Whole-genome and metagenomic sequencing of evolved strains

The evolution strategy described in Fig. 5a produced 3 evolved K. pneumoniae isolates from each of 6 independent lineages. DNA was extracted from fresh cultures of these 18 strains on an automated platform (Promega Maxwell) as previously described [23]. To examine K. pneumoniae evolution on a metagenomic level, DNA was also extracted from pooled K. pneumoniae colonies cultured directly from the stool of each mouse lineage. Culture plates with 100–150 colonies were swiped together (plate swipes) and stored in 15% glycerol at −80°C until DNA extraction. Illumina libraries were created using Nextera library chemistry. Sequencing was performed on an Illumina MiSeq at the NIH Intramural Sequencing Center.

SNP calling

SNP calling for individual K. pneumoniae isolates was performed by aligning the whole-genome sequencing reads for these isolates to the KPNIH1 reference genome and calling SNPs using SNIPPY v3.2 with default settings (https://github.com/tseemann/snippy). Identified SNPs were validated by Sanger sequencing. In addition to the SNPs reported in Additional file 5 a, there were 3 SNPs inherent to MKP103 that presumably occurred during the growth and selection for deletion of the blaKPC gene from KPNIH1. These 3 SNPs, which were present in all evolved strains, included a missense SNP in KPNIH1_08215 (hypothetical protein), a synonymous SNP in KPNIH1_09140 (lipid transporter ATP-binding/permease), and a synonymous SNP in KPNIH1_09495 (gamma-glutamylputrescine synthetase). SNPs were named according to the Human Genome Variation Society (HGVS) nomenclature [76].

For metagenomic SNP calling, allelic frequencies of SNPs from the sequencing of plate swipes were determined using bam-readcount (https://github.com/genome/bam-readcount). Briefly, reads were aligned to the KPNIH1 reference genome using bowtie2 [77], and the resulting sam file was converted into a bam file, sorted, indexed, and input into bam-readcount. Additionally, the known SNP locations for each lineage that had been observed using SNIPPY for isolate genomes were also input into bam-readcount to extract allelic frequencies for these SNPs in each plate swipe.

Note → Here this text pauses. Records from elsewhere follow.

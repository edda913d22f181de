//! Koch-method training support: the character progression, drill
//! generation, and transcript scoring.
//!
//! The Koch method teaches at full speed from the first session: two
//! characters to begin with, one more added every time a transcription
//! scores at least 90 percent.

use rand::Rng;
use rand::rngs::ThreadRng;

/// Characters in the order the Koch progression unlocks them.
pub const KOCH_LETTERS: &str = "KMRSUAPTLOWI.NJEF0Y,VG5/Q9ZH38B?427C1D6X";

/// Longest word a drill will ever contain.
pub const MAX_WORD_LEN: usize = 10;

/// Random drill-word generator over the unlocked prefix of the progression.
///
/// The level counts unlocked characters and is clamped to the progression,
/// so level 1 drills pure `K` and anything past the final level drills the
/// whole set. Generic over the random source; tests drive it with a seeded
/// generator.
pub struct WordGenerator<R: Rng = ThreadRng> {
    rng: R,
    unlocked: &'static str,
}

impl WordGenerator<ThreadRng> {
    /// Generator for `level` unlocked characters, using thread-local
    /// randomness.
    pub fn new(level: usize) -> Self {
        Self::with_rng(level, rand::thread_rng())
    }
}

impl<R: Rng> WordGenerator<R> {
    /// Like [`new`](WordGenerator::new) with a caller-supplied random source.
    pub fn with_rng(level: usize, rng: R) -> Self {
        let level = level.clamp(1, KOCH_LETTERS.len());
        WordGenerator {
            rng,
            unlocked: &KOCH_LETTERS[..level],
        }
    }

    /// One practice word of two to six unlocked characters.
    pub fn word(&mut self) -> String {
        let len = self.rng.gen_range(2..7);
        debug_assert!(len <= MAX_WORD_LEN);
        let bytes = self.unlocked.as_bytes();
        (0..len)
            .map(|_| char::from(bytes[self.rng.gen_range(0..bytes.len())]))
            .collect()
    }

    /// A whole drill line: `words` space-separated practice words.
    pub fn drill(&mut self, words: usize) -> String {
        (0..words).map(|_| self.word()).collect::<Vec<_>>().join(" ")
    }
}

fn fold(c: char) -> char {
    let mut upper = c.to_uppercase();
    match (upper.next(), upper.next()) {
        (Some(u), None) => u,
        _ => c,
    }
}

/// Score `answer` against the `expected` drill, as a percentage of expected
/// characters transcribed correctly.
///
/// The walk is word-aware: within a word the answer cursor advances over
/// each attempted character, holds at a word boundary while the expected
/// word runs out, and resynchronizes at the next boundary. Missing or
/// garbled characters therefore cost only their own word. Comparison is
/// case-insensitive.
///
/// # Examples
///
/// ```
/// use morsel::trainer::score_transcript;
///
/// assert_eq!(score_transcript("CQ CQ", "cq cq"), 100);
/// assert_eq!(score_transcript("CQ", "CO"), 50);
/// assert_eq!(score_transcript("AAA BBB", "XXX BBB"), 50);
/// ```
pub fn score_transcript(expected: &str, answer: &str) -> u32 {
    let answer: Vec<char> = answer.chars().collect();
    let mut i = 0;
    let mut n = 0u32;
    let mut t = 0u32;
    for good in expected.chars() {
        if good.is_whitespace() {
            while i < answer.len() && !answer[i].is_whitespace() {
                i += 1;
            }
            if i < answer.len() {
                i += 1;
            }
        } else {
            if i < answer.len() && fold(answer[i]) == fold(good) {
                t += 1;
            }
            if i < answer.len() && !answer[i].is_whitespace() {
                i += 1;
            }
            n += 1;
        }
    }
    if n == 0 { 100 } else { 100 * t / n }
}

#[cfg(test)]
mod tests {
    use super::*;
    use crate::code;
    use rand::SeedableRng;
    use rand::rngs::StdRng;

    #[test]
    fn test_every_koch_character_is_synthesizable() {
        for c in KOCH_LETTERS.chars() {
            assert!(code::lookup(c).is_some(), "{c} has no code");
        }
    }

    #[test]
    fn test_progression_has_no_duplicates() {
        let chars: Vec<char> = KOCH_LETTERS.chars().collect();
        for (i, c) in chars.iter().enumerate() {
            assert!(!chars[i + 1..].contains(c), "{c} appears twice");
        }
    }

    #[test]
    fn test_words_use_only_unlocked_characters() {
        let mut words = WordGenerator::with_rng(5, StdRng::seed_from_u64(7));
        for _ in 0..200 {
            let word = words.word();
            assert!(word.len() >= 2 && word.len() <= 6, "bad length {word:?}");
            assert!(word.len() <= MAX_WORD_LEN);
            assert!(word.chars().all(|c| "KMRSU".contains(c)), "{word:?}");
        }
    }

    #[test]
    fn test_level_is_clamped_to_the_progression() {
        let mut floor = WordGenerator::with_rng(0, StdRng::seed_from_u64(1));
        assert!(floor.word().chars().all(|c| c == 'K'));
        let mut ceiling = WordGenerator::with_rng(1000, StdRng::seed_from_u64(1));
        let _ = ceiling.word();
    }

    #[test]
    fn test_seeded_drills_are_reproducible() {
        let mut a = WordGenerator::with_rng(10, StdRng::seed_from_u64(42));
        let mut b = WordGenerator::with_rng(10, StdRng::seed_from_u64(42));
        assert_eq!(a.drill(25), b.drill(25));
    }

    #[test]
    fn test_drill_has_the_requested_word_count() {
        let mut words = WordGenerator::with_rng(10, StdRng::seed_from_u64(3));
        let drill = words.drill(75);
        assert_eq!(drill.split(' ').count(), 75);
    }

    #[test]
    fn test_perfect_transcript_scores_100() {
        assert_eq!(score_transcript("HELLO WORLD", "HELLO WORLD"), 100);
        assert_eq!(score_transcript("HELLO WORLD", "hello world\n"), 100);
    }

    #[test]
    fn test_one_wrong_character_in_ten() {
        assert_eq!(score_transcript("HELLO WORLD", "HELLO XORLD"), 90);
    }

    #[test]
    fn test_empty_answer_scores_zero() {
        assert_eq!(score_transcript("HELLO", ""), 0);
    }

    #[test]
    fn test_empty_expected_scores_100() {
        assert_eq!(score_transcript("", "ANYTHING"), 100);
    }

    #[test]
    fn test_garbled_word_costs_only_itself() {
        assert_eq!(score_transcript("AAA BBB", "XXX BBB"), 50);
    }

    #[test]
    fn test_short_answer_word_resynchronizes() {
        // "AB" consumes two characters, the held cursor misses "C", and the
        // next word still lines up.
        assert_eq!(score_transcript("ABC DEF", "AB DEF"), 83);
    }

    #[test]
    fn test_extra_answer_words_are_ignored() {
        assert_eq!(score_transcript("AB", "AB CD EF"), 100);
    }

    #[test]
    fn test_missing_word_is_not_recovered() {
        // Without the first answer word the cursor eats "BBB" during "AAA"
        // and never realigns.
        assert_eq!(score_transcript("AAA BBB", "BBB"), 0);
    }
}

Sequencing depth of the 5 xylR SNP locations was between 209 and 293 reads.

Statistics

For normally distributed data, a two-tailed t-test was used to compare 2 groups, whereas multiple groups were compared using one-way ANOVA followed by a post-hoc Dunnett’s test to compare treatment groups against a control group. For non-normally distributed data, an unpaired Mann-Whitney U test or paired Wilcoxon signed-rank test was used to compare 2 groups, whereas multiple groups were compared using the Kruskal-Wallis H test followed by pairwise Mann-Whitney U tests to compare each treatment group against a control group. Correction for multiple testing was performed using the Benjamini-Hochberg method when the number of tests exceeded 20; otherwise, Bonferroni correction was used. Significance for categorical variables (e.g., outgrowth versus no outgrowth) was determined using Fisher’s exact test with Hommel correction for multiple testing against a control group. PERMANOVA was calculated using the Adonis function in the R package vegan. Normality was assessed using the Shapiro-Wilk test. All statistical analyses were performed in R.